• [TASK OBJECTIVE]: Copy out the lines below that hold the word "command".

___ THE RECORDS ___

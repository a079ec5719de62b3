//! Publish sinks.
//!
//! The bridge hands every accepted alarm to a [`Publisher`]. The trait is
//! the integration seam: wire it to a broker client, a message bus, or
//! anything else that accepts a topic and a payload. The implementations
//! here cover operation without a broker (structured logs, JSON lines on
//! stdout) and test capture.

use std::io::Write;

use crossbeam_channel::{Receiver, Sender};
use tracing::info;

/// Sink for (topic, payload) pairs produced by the dispatcher.
///
/// Implementations must tolerate being called from the worker task at
/// stream rate. Publishing is fire-and-forget: there is no error path
/// back into the bridge, a sink that fails should log and drop.
pub trait Publisher: Send + Sync {
    fn publish(&self, topic: &str, payload: &str);
}

/// Emits each publication as a structured log line.
#[derive(Debug, Default)]
pub struct LogPublisher;

impl Publisher for LogPublisher {
    fn publish(&self, topic: &str, payload: &str) {
        info!(topic = %topic, payload = %payload, "publish");
    }
}

/// Emits each publication as one JSON object per line on stdout.
///
/// Suited for piping into another process. Write failures are ignored;
/// a broken pipe here means the consumer is gone and the bridge keeps
/// running regardless.
#[derive(Debug, Default)]
pub struct JsonlPublisher;

impl Publisher for JsonlPublisher {
    fn publish(&self, topic: &str, payload: &str) {
        let line = serde_json::json!({ "topic": topic, "payload": payload });
        let stdout = std::io::stdout();
        let mut lock = stdout.lock();
        let _ = writeln!(lock, "{line}");
    }
}

/// A single published message, as captured by [`ChannelPublisher`].
#[derive(Debug, Clone, PartialEq, Eq)]
pub struct Publication {
    pub topic: String,
    pub payload: String,
}

/// Forwards publications over an unbounded channel.
///
/// Used by tests to observe exactly what the bridge published, and usable
/// as a bridge into synchronous consumer code.
pub struct ChannelPublisher {
    tx: Sender<Publication>,
}

impl ChannelPublisher {
    pub fn new() -> (Self, Receiver<Publication>) {
        let (tx, rx) = crossbeam_channel::unbounded();
        (Self { tx }, rx)
    }
}

impl Publisher for ChannelPublisher {
    fn publish(&self, topic: &str, payload: &str) {
        // Receiver dropped means nobody is listening anymore; not an error.
        let _ = self.tx.send(Publication {
            topic: topic.to_string(),
            payload: payload.to_string(),
        });
    }
}

// ============================================================================
// Tests
// ============================================================================
//! One-shot diagnostic: attach to a single camera and print everything
//! its event stream produces. Useful for checking credentials and
//! seeing which codes a camera actually emits before writing a roster.

use anyhow::{Context, Result};
use clap::Parser;
use futures_util::StreamExt;
use tracing_subscriber::EnvFilter;

use vigil_bridge::CameraConfig;
use vigil_bridge::transport;
use vigil_core::{EventLineParser, Indication, STATUS_OK_LINE, codes};

#[derive(Parser, Debug)]
#[command(name = "attach-probe")]
#[command(about = "Attach to one camera and print its raw event stream")]
#[command(version)]
struct Args {
    /// Camera hostname or IP
    host: String,

    #[arg(long, default_value = "80")]
    port: u16,

    #[arg(long, short)]
    username: String,

    #[arg(long, short)]
    password: String,

    /// Event codes to subscribe to (comma-separated)
    #[arg(long, value_delimiter = ',', default_value = codes::ALL)]
    codes: Vec<String>,
}

#[tokio::main]
async fn main() -> Result<()> {
    tracing_subscriber::fmt()
        .with_env_filter(EnvFilter::from_default_env().add_directive("info".parse().unwrap()))
        .init();

    let args = Args::parse();
    let camera = CameraConfig {
        name: args.host.clone(),
        host: args.host,
        port: args.port,
        username: args.username,
        password: args.password,
        topic: String::new(),
        events: args.codes,
    };

    let client = transport::build_client()?;
    tracing::info!("Attaching to {}", camera.attach_url());
    let response = transport::attach(&client, &camera)
        .await
        .context("Attach failed")?;
    tracing::info!("Attached, status {}", response.status());

    let mut parser = EventLineParser::new(&camera.name);
    // reqwest consumes the real status line; replay it so the parser sees
    // the stream go live, same as the bridge does.
    report(parser.push(format!("{STATUS_OK_LINE}\r\n").as_bytes()));

    let mut stream = response.bytes_stream();
    while let Some(piece) = stream.next().await {
        let bytes = piece.context("Stream read failed")?;
        report(parser.push(&bytes));
    }

    tracing::info!("Stream ended");
    Ok(())
}

fn report(indications: Vec<Indication>) {
    for indication in indications {
        match indication {
            Indication::Connected => tracing::info!("Stream live"),
            Indication::Event(event) => {
                tracing::info!("{} {} fields={:?}", event.code, event.action, event.fields);
            }
            Indication::Error(err) => tracing::warn!("Unparseable line: {}", err),
        }
    }
}
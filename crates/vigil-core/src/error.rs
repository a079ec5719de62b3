//! Error types for the Vigil event protocol.

use thiserror::Error;

/// Result type alias using the crate's error type.
pub type Result<T> = std::result::Result<T, Error>;

/// Errors that can occur while decoding the camera event protocol.
///
/// All variants are per-line failures: the multiplexer logs them and moves
/// on to the next line. Nothing here is fatal to a camera's stream.
#[derive(Error, Debug)]
pub enum Error {
    /// An event line contained a segment that is not a single `key=value`
    /// pair (missing `=`, or more than one).
    #[error("malformed pair '{pair}' in event line '{line}'")]
    MalformedPair {
        /// The offending `;`-separated segment.
        pair: String,
        /// The full line, for log context.
        line: String,
    },

    /// An event line parsed into pairs but lacks a key every record needs.
    #[error("event line missing '{field}' key: '{line}'")]
    MissingField {
        /// The absent key (`code` or `action`).
        field: &'static str,
        /// The full line, for log context.
        line: String,
    },

    /// JSON serialization error.
    #[error("JSON error: {0}")]
    Json(#[from] serde_json::Error),
}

___

• [EXPECTED ANSWER]:
#[command(name = "attach-probe")]
#[command(about = "Attach to one camera and print its raw event stream")]
#[command(version)]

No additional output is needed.